>>>

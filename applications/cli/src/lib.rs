//! Cadence CLI
//!
//! Command-line host for the Cadence playback engine. Audio output is
//! simulated: each track "plays" for a configured length while the
//! controller sequences through the active playlist.

pub mod config;
pub mod error;
pub mod player;
pub mod session;

pub use error::{CliError, Result};
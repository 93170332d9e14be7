/// Track domain type
use crate::types::TrackId;
use serde::{Deserialize, Serialize};
use std::time::Duration;

/// Placeholder title for files whose name yields nothing usable
pub const UNKNOWN_TITLE: &str = "Unknown Title";

/// Placeholder artist until real metadata is known
pub const UNKNOWN_ARTIST: &str = "Unknown Artist";

/// Placeholder album until real metadata is known
pub const UNKNOWN_ALBUM: &str = "Unknown Album";

/// Audio track
///
/// Immutable once created; the importer assigns the id and the locator.
#[derive(Debug, Clone, PartialEq, Eq, Serialize, Deserialize)]
pub struct Track {
    /// Unique track identifier
    pub id: TrackId,

    /// Track title
    pub title: String,

    /// Artist name
    pub artist: String,

    /// Album name
    pub album: String,

    /// Track duration in milliseconds, unknown until reported by the player
    pub duration_ms: Option<u64>,

    /// Source locator (URI or path) handed to the playback session
    pub locator: String,

    /// Optional artwork reference
    pub artwork: Option<String>,
}

impl Track {
    /// Create a new track with minimal metadata
    pub fn new(id: TrackId, title: impl Into<String>, locator: impl Into<String>) -> Self {
        Self {
            id,
            title: title.into(),
            artist: UNKNOWN_ARTIST.to_string(),
            album: UNKNOWN_ALBUM.to_string(),
            duration_ms: None,
            locator: locator.into(),
            artwork: None,
        }
    }

    /// Set the artist name
    #[must_use]
    pub fn with_artist(mut self, artist: impl Into<String>) -> Self {
        self.artist = artist.into();
        self
    }

    /// Set the album name
    #[must_use]
    pub fn with_album(mut self, album: impl Into<String>) -> Self {
        self.album = album.into();
        self
    }

    /// Set a known duration in milliseconds
    #[must_use]
    pub fn with_duration_ms(mut self, duration_ms: u64) -> Self {
        self.duration_ms = Some(duration_ms);
        self
    }

    /// Attach an artwork reference
    #[must_use]
    pub fn with_artwork(mut self, artwork: impl Into<String>) -> Self {
        self.artwork = Some(artwork.into());
        self
    }

    /// Get the track duration as a Duration
    pub fn duration(&self) -> Option<Duration> {
        self.duration_ms.map(Duration::from_millis)
    }
}
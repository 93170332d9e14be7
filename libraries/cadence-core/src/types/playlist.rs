/// Playlist domain types
use crate::error::{CoreError, Result};
use crate::types::{PlaylistId, Track, TrackId};
use chrono::{DateTime, Utc};
use serde::{Deserialize, Serialize};
use std::collections::HashSet;

/// Name of the convenience playlist holding every imported track
pub const DEFAULT_PLAYLIST_NAME: &str = "All Songs";

/// Playlist
///
/// Tracks are embedded copies in playback order.
#[derive(Debug, Clone, PartialEq, Eq, Serialize, Deserialize)]
pub struct Playlist {
    /// Unique playlist identifier
    pub id: PlaylistId,

    /// Playlist name
    pub name: String,

    /// Tracks in playback order
    pub tracks: Vec<Track>,

    /// Optional artwork reference
    pub artwork: Option<String>,

    /// Creation timestamp
    pub created_at: DateTime<Utc>,
}

impl Playlist {
    /// Create a new playlist
    ///
    /// The name is trimmed and must not be empty.
    pub fn new(name: impl AsRef<str>, tracks: Vec<Track>) -> Result<Self> {
        let name = name.as_ref().trim();
        if name.is_empty() {
            return Err(CoreError::invalid_input("playlist name is required"));
        }

        Ok(Self {
            id: PlaylistId::generate(),
            name: name.to_string(),
            tracks,
            artwork: None,
            created_at: Utc::now(),
        })
    }

    /// Create a playlist from a user's selection
    ///
    /// Tracks keep their library order regardless of selection order.
    pub fn from_selection(
        name: impl AsRef<str>,
        library: &[Track],
        selected: &HashSet<TrackId>,
    ) -> Result<Self> {
        let tracks = library
            .iter()
            .filter(|track| selected.contains(&track.id))
            .cloned()
            .collect();
        Self::new(name, tracks)
    }

    /// The convenience default playlist containing every imported track
    pub fn all_tracks(library: &[Track]) -> Self {
        Self {
            id: PlaylistId::new("all-songs"),
            name: DEFAULT_PLAYLIST_NAME.to_string(),
            tracks: library.to_vec(),
            artwork: None,
            created_at: Utc::now(),
        }
    }

    /// Number of tracks
    pub fn len(&self) -> usize {
        self.tracks.len()
    }

    /// Whether the playlist has no tracks
    pub fn is_empty(&self) -> bool {
        self.tracks.is_empty()
    }

    /// Human-readable track count ("1 song", "12 songs")
    pub fn track_count_label(&self) -> String {
        match self.tracks.len() {
            1 => "1 song".to_string(),
            n => format!("{} songs", n),
        }
    }
}
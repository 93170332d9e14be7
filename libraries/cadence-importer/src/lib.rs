//! Cadence Music Importer
//!
//! Turns files handed over by the host file picker into library tracks.
//! The importer never touches the file system: each file is a display name
//! plus an opaque locator the playback session understands.
//!
//! # Architecture
//!
//! - `filename`: artist/album/title guesses from common filename layouts
//! - `importer`: batch import and merging into an existing library
//!
//! # Example
//!
//! ```rust
//! use cadence_importer::{ImportMode, Importer, PickedFile};
//!
//! let files = vec![PickedFile::new("Daft Punk - One More Time.mp3", "file:///music/1.mp3")];
//! let report = Importer::new(ImportMode::ParseFilename).import(files);
//!
//! assert_eq!(report.tracks[0].artist, "Daft Punk");
//! assert_eq!(report.tracks[0].title, "One More Time");
//! ```

mod error;
mod types;

pub mod filename;
pub mod importer;

pub use error::ImportError;
pub use filename::{parse_file_name, strip_extension, ParsedName};
pub use importer::{merge_into_library, Importer};
pub use types::*;

/// Result type for import operations
pub type Result<T> = std::result::Result<T, ImportError>;
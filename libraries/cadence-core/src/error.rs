/// Core error types for Cadence
use thiserror::Error;

/// Result type alias using `CoreError`
pub type Result<T> = std::result::Result<T, CoreError>;

/// Core error type for Cadence
#[derive(Error, Debug)]
pub enum CoreError {
    /// Invalid input supplied by the caller
    #[error("Invalid input: {0}")]
    InvalidInput(String),
}

impl CoreError {
    /// Create an invalid input error
    pub fn invalid_input(msg: impl Into<String>) -> Self {
        Self::InvalidInput(msg.into())
    }
}
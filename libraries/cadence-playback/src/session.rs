//! Playback session adapter contract
//!
//! Abstracts the platform player (decoding, buffering, audio routing) that
//! the controller drives. Implementors open one locator per session and
//! report transport status back over a [`ReportSender`].
//!
//! Units match the platform players this was designed against: positions in
//! milliseconds, volume as a 0.0-1.0 fraction.

use crate::error::Result;
use async_trait::async_trait;
use std::fmt;
use tokio::sync::mpsc;

/// Tag identifying one loaded session
///
/// Every report carries the handle of the session that produced it, which
/// lets the controller drop reports from sessions it already unloaded.
#[derive(Debug, Clone, Copy, PartialEq, Eq, Hash)]
pub struct SessionHandle(u64);

impl SessionHandle {
    /// Wrap a raw handle value
    pub fn new(raw: u64) -> Self {
        Self(raw)
    }

    /// Raw handle value
    pub fn raw(&self) -> u64 {
        self.0
    }
}

impl fmt::Display for SessionHandle {
    fn fmt(&self, f: &mut fmt::Formatter<'_>) -> fmt::Result {
        write!(f, "session-{}", self.0)
    }
}

/// Platform playback session
///
/// `load` may be slow; the controller awaits each call and never has more
/// than one session loaded.
#[async_trait]
pub trait PlaybackSession: Send + Sync {
    /// Open `locator` and start playing at `initial_volume`
    ///
    /// # Returns
    /// * `Ok(handle)` - Session loaded and playing
    /// * `Err(PlaybackUnavailable)` - Locator could not be opened
    async fn load(&self, locator: &str, initial_volume: f32) -> Result<SessionHandle>;

    /// Pause the session
    async fn pause(&self, handle: SessionHandle) -> Result<()>;

    /// Resume the session
    async fn resume(&self, handle: SessionHandle) -> Result<()>;

    /// Seek to position (in milliseconds)
    async fn seek(&self, handle: SessionHandle, position_ms: u64) -> Result<()>;

    /// Set volume (0.0-1.0)
    async fn set_volume(&self, handle: SessionHandle, volume: f32) -> Result<()>;

    /// Release the session; it must stop reporting afterwards
    async fn unload(&self, handle: SessionHandle) -> Result<()>;
}

/// What a session reported
#[derive(Debug, Clone, Copy, PartialEq, Eq)]
pub enum ReportKind {
    /// Periodic status update
    Tick {
        /// Current position in milliseconds
        position_ms: u64,
        /// Total duration in milliseconds (0 when unknown)
        duration_ms: u64,
        /// Whether audio is being produced
        is_playing: bool,
    },

    /// Track played to its end
    Finished,
}

/// Transport report tagged with its session
#[derive(Debug, Clone, Copy, PartialEq, Eq)]
pub struct TransportReport {
    /// Session that produced the report
    pub session: SessionHandle,
    /// Report payload
    pub kind: ReportKind,
}

impl TransportReport {
    /// Tick report
    pub fn tick(session: SessionHandle, position_ms: u64, duration_ms: u64, is_playing: bool) -> Self {
        Self {
            session,
            kind: ReportKind::Tick {
                position_ms,
                duration_ms,
                is_playing,
            },
        }
    }

    /// Finished report
    pub fn finished(session: SessionHandle) -> Self {
        Self {
            session,
            kind: ReportKind::Finished,
        }
    }
}

/// Sending half handed to session implementations
pub type ReportSender = mpsc::UnboundedSender<TransportReport>;

/// Receiving half polled by the host event loop
pub type ReportReceiver = mpsc::UnboundedReceiver<TransportReport>;

/// Create the report channel shared by a session and its host
///
/// Unbounded so a session never blocks while emitting ticks.
pub fn report_channel() -> (ReportSender, ReportReceiver) {
    mpsc::unbounded_channel()
}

<<<

• [WORK TASK]
Return, word for word, the lines of the data above from the line with "per session and" through the line with "use std::fmt;", inclusive.

• [OUTPUT]
//! the controller drives. Implementors open one locator per session and
//! report transport status back over a [`ReportSender`].
//!
//! Units match the platform players this was designed against: positions in
//! milliseconds, volume as a 0.0-1.0 fraction.

use crate::error::Result;
use async_trait::async_trait;
use std::fmt;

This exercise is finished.